You're not going to find much out there for most
injectors. There are some in AEM's data, maybe
you're lucky there. Every injector P/N is slightly
different in construction and the details affect
opening and closing times, the difference between
which is your offset value (an error in fuel shot
relative to the electrical pulse width, so made part
of that pulse's computation).

The best shade tree way is to look at your old
injectors' idle pulse width and fuel trim sum
(LTFT+STFT) and then the new injectors, same
deal, after of course fitting the new injector flow
rate table. -If- you are sure that the main flow
table is right, then you can assign any drift in
short-pulse fueling (idle) to the change in actual
offset value. Idle long enough with the new injectors
for things to stabilize, look at the trim sum. If the
motor went richer (trims drift toward the negative)
then your offset table should be decreased; this
will shoot less fuel because you add less "padding"
to the ideal flow-table / airflow-based pulse width.
If it swung lean (trims drift positive) then you
scale up the table. Whether adding or multiplying
is better, I don't know. But I'd tend to favor
multiplying.

As to how much, look at the new injector pulse width.
If your trims drifted from (say) STFT+LTFT=-2 to
STFT+LTFT=-12, that's a 10% drift.
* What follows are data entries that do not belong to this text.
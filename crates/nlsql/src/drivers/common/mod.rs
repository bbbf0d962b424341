//! Utilities shared by the driver implementations.
//!
//! - [`tls`]: `ssl_mode` parsing and the rustls connector
//! - [`conn_str`]: escaping for connection strings

pub mod conn_str;
pub mod tls;

pub use tls::{SslMode, TlsBuilder};
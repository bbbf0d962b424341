//! Adapter registry for explicit dependency injection.
//!
//! The [`AdapterRegistry`] maps dialect tags to [`DialectAdapter`]s. It is
//! built once at startup and handed to the query service instead of being a
//! global, so tests can register fakes and new dialects are added by
//! registration rather than by editing a match.

use std::collections::HashMap;
use std::sync::Arc;

use crate::error::{NlsqlError, Result};

use super::traits::DialectAdapter;

/// Registry of dialect adapters keyed by tag.
///
/// # Example
///
/// ```rust
/// use nlsql::core::AdapterRegistry;
///
/// let registry = AdapterRegistry::with_builtins();
/// let adapter = registry.resolve("postgres").unwrap();
/// assert_eq!(adapter.name(), "postgres");
/// assert!(registry.resolve("oracle").is_err());
/// ```
#[derive(Default, Clone)]
pub struct AdapterRegistry {
    adapters: HashMap<String, Arc<dyn DialectAdapter>>,
}

impl AdapterRegistry {
    /// Create a new empty registry.
    pub fn new() -> Self {
        Self::default()
    }

    /// Create a registry with the built-in `postgres` and `mysql` adapters.
    pub fn with_builtins() -> Self {
        use crate::drivers::{MysqlAdapter, PostgresAdapter};

        let mut registry = Self::new();
        registry.register("postgres", PostgresAdapter::new());
        registry.register("mysql", MysqlAdapter::new());
        registry
    }

    /// Register an adapter under a dialect tag, replacing any previous one.
    pub fn register(&mut self, tag: impl Into<String>, adapter: impl DialectAdapter + 'static) {
        self.adapters.insert(tag.into(), Arc::new(adapter));
    }

    /// Register an adapter as an Arc (for sharing).
    pub fn register_arc(&mut self, tag: impl Into<String>, adapter: Arc<dyn DialectAdapter>) {
        self.adapters.insert(tag.into(), adapter);
    }

    /// Get the adapter for a dialect tag.
    ///
    /// # Errors
    ///
    /// Returns [`NlsqlError::UnsupportedDialect`] carrying `tag` when nothing
    /// is registered under it.
    pub fn resolve(&self, tag: &str) -> Result<Arc<dyn DialectAdapter>> {
        self.adapters
            .get(tag)
            .cloned()
            .ok_or_else(|| NlsqlError::UnsupportedDialect(tag.to_string()))
    }

    /// Check if a dialect is registered.
    pub fn contains(&self, tag: &str) -> bool {
        self.adapters.contains_key(tag)
    }

    /// Registered dialect tags, sorted.
    pub fn dialects(&self) -> Vec<&str> {
        let mut tags: Vec<&str> = self.adapters.keys().map(String::as_str).collect();
        tags.sort_unstable();
        tags
    }
}

#[cfg(test)]
mod tests {
    use super::*;

    #[test]
    fn test_builtins_resolve_to_matching_adapter() {
        let registry = AdapterRegistry::with_builtins();
        for tag in ["postgres", "mysql"] {
            let adapter = registry.resolve(tag).unwrap();
            assert_eq!(adapter.name(), tag);
        }
        assert_eq!(registry.dialects(), vec!["mysql", "postgres"]);
    }

    #[test]
    fn test_unknown_tag_is_unsupported() {
        let registry = AdapterRegistry::with_builtins();
        for tag in ["sqlite", "", "Postgres", "mssql"] {
            match registry.resolve(tag) {
                Err(NlsqlError::UnsupportedDialect(t)) => assert_eq!(t, tag),
                Err(other) => panic!("unexpected error for '{}': {}", tag, other),
                Ok(_) => panic!("'{}' should not resolve", tag),
            }
        }
    }

    #[test]
    fn test_empty_registry() {
        let registry = AdapterRegistry::new();
        assert!(!registry.contains("postgres"));
        assert!(registry.resolve("postgres").is_err());
    }

    #[test]
    fn test_register_shared_adapter() {
        let mut registry = AdapterRegistry::new();
        let pg: Arc<dyn DialectAdapter> = Arc::new(crate::drivers::PostgresAdapter::new());
        registry.register_arc("pg", pg);
        assert_eq!(registry.resolve("pg").unwrap().name(), "postgres");
    }
}
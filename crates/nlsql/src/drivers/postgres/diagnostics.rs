//! Error text for tokio-postgres and pool failures.
//!
//! `tokio_postgres::Error` displays a server-side failure as just `db error`.
//! The helpers here pull the server's own report out of it so the caller sees
//! what actually went wrong.

use deadpool_postgres::PoolError;

use crate::error::NlsqlError;

/// `SEVERITY: message (SQLSTATE code)` for server errors, followed by any
/// detail and hint. Client-side errors get their immediate cause appended.
pub(crate) fn pg_message(err: &tokio_postgres::Error) -> String {
    let Some(db) = err.as_db_error() else {
        return match std::error::Error::source(err) {
            Some(cause) => format!("{}: {}", err, cause),
            None => err.to_string(),
        };
    };

    let mut msg = format!(
        "{}: {} (SQLSTATE {})",
        db.severity(),
        db.message(),
        db.code().code()
    );
    if let Some(detail) = db.detail() {
        msg.push_str("\nDETAIL: ");
        msg.push_str(detail);
    }
    if let Some(hint) = db.hint() {
        msg.push_str("\nHINT: ");
        msg.push_str(hint);
    }
    msg
}

pub(crate) fn pool_message(err: &PoolError) -> String {
    match err {
        PoolError::Backend(e) => pg_message(e),
        other => other.to_string(),
    }
}

/// Query failure carrying the driver error as its source.
pub(crate) fn query_error(err: tokio_postgres::Error) -> NlsqlError {
    NlsqlError::query(pg_message(&err)).with_source(err)
}
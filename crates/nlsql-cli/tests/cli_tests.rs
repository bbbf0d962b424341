//! CLI integration tests for nlsql.
//!
//! These tests verify command-line argument parsing, help output,
//! and exit codes for error conditions that need no database.

use assert_cmd::Command;
use predicates::prelude::*;
use std::io::Write;

/// Get a command for the nlsql binary.
fn cmd() -> Command {
    Command::cargo_bin("nlsql").unwrap()
}

/// Write `yaml` to a temporary config file.
fn config_file(yaml: &str) -> tempfile::NamedTempFile {
    let mut file = tempfile::NamedTempFile::new().unwrap();
    file.write_all(yaml.as_bytes()).unwrap();
    file
}

// =============================================================================
// Help and Version Tests
// =============================================================================

#[test]
fn test_help_shows_all_commands() {
    cmd()
        .arg("--help")
        .assert()
        .success()
        .stdout(predicate::str::contains("health-check"))
        .stdout(predicate::str::contains("schema"))
        .stdout(predicate::str::contains("query"));
}

#[test]
fn test_query_subcommand_help() {
    cmd()
        .args(["query", "--help"])
        .assert()
        .success()
        .stdout(predicate::str::contains("<SQL>"))
        .stdout(predicate::str::contains("--pretty"));
}

#[test]
fn test_version_flag() {
    cmd()
        .arg("--version")
        .assert()
        .success()
        .stdout(predicate::str::contains("nlsql"));
}

#[test]
fn test_global_flags_listed() {
    cmd()
        .arg("--help")
        .assert()
        .success()
        .stdout(predicate::str::contains("--config"))
        .stdout(predicate::str::contains("--log-format"))
        .stdout(predicate::str::contains("--verbosity"))
        .stdout(predicate::str::contains("[default: nlsql.yaml]"));
}

// =============================================================================
// Error Exit Codes
// =============================================================================

#[test]
fn test_missing_subcommand_fails() {
    cmd().assert().failure();
}

#[test]
fn test_query_requires_sql() {
    cmd().arg("query").assert().failure();
}

#[test]
fn test_missing_config_exit_code() {
    cmd()
        .args(["--config", "/nonexistent/nlsql.yaml", "schema"])
        .assert()
        .code(2)
        .stderr(predicate::str::contains("IO error"));
}

#[test]
fn test_invalid_yaml_exit_code() {
    let file = config_file("database: [not, a, mapping]\n");
    cmd()
        .arg("--config")
        .arg(file.path())
        .arg("health-check")
        .assert()
        .code(2)
        .stderr(predicate::str::contains("YAML error"));
}

#[test]
fn test_unsupported_dialect_exit_code() {
    let file = config_file(
        r#"
database:
  db_type: oracle
  host: localhost
  port: 1521
  user: scott
  password: tiger
  dbname: orcl
"#,
    );
    cmd()
        .arg("--config")
        .arg(file.path())
        .arg("health-check")
        .assert()
        .code(2)
        .stderr(predicate::str::contains("unsupported database type: oracle"));
}

#[test]
fn test_invalid_port_exit_code() {
    let file = config_file(
        r#"
database:
  db_type: postgres
  host: localhost
  port: "not-a-port"
  user: app
  dbname: shop
"#,
    );
    cmd()
        .arg("--config")
        .arg(file.path())
        .args(["query", "SELECT 1"])
        .assert()
        .code(2)
        .stderr(predicate::str::contains("Configuration error"));
}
So you have a
10% error on your actual pulse and you need your
offset value -at that voltage- to be 10% less. So
multiply the whole offset table by 0.9 and check
whether that starts to push you back to the old
trim position. Maybe I screwed up the description
and you should've gone the other way

Thing to look for: if -all- of your trims drift at once,
it's not an offset problem. Offset affects primarily the
low airflow cells - 0, 1, 4 and your idle FTC.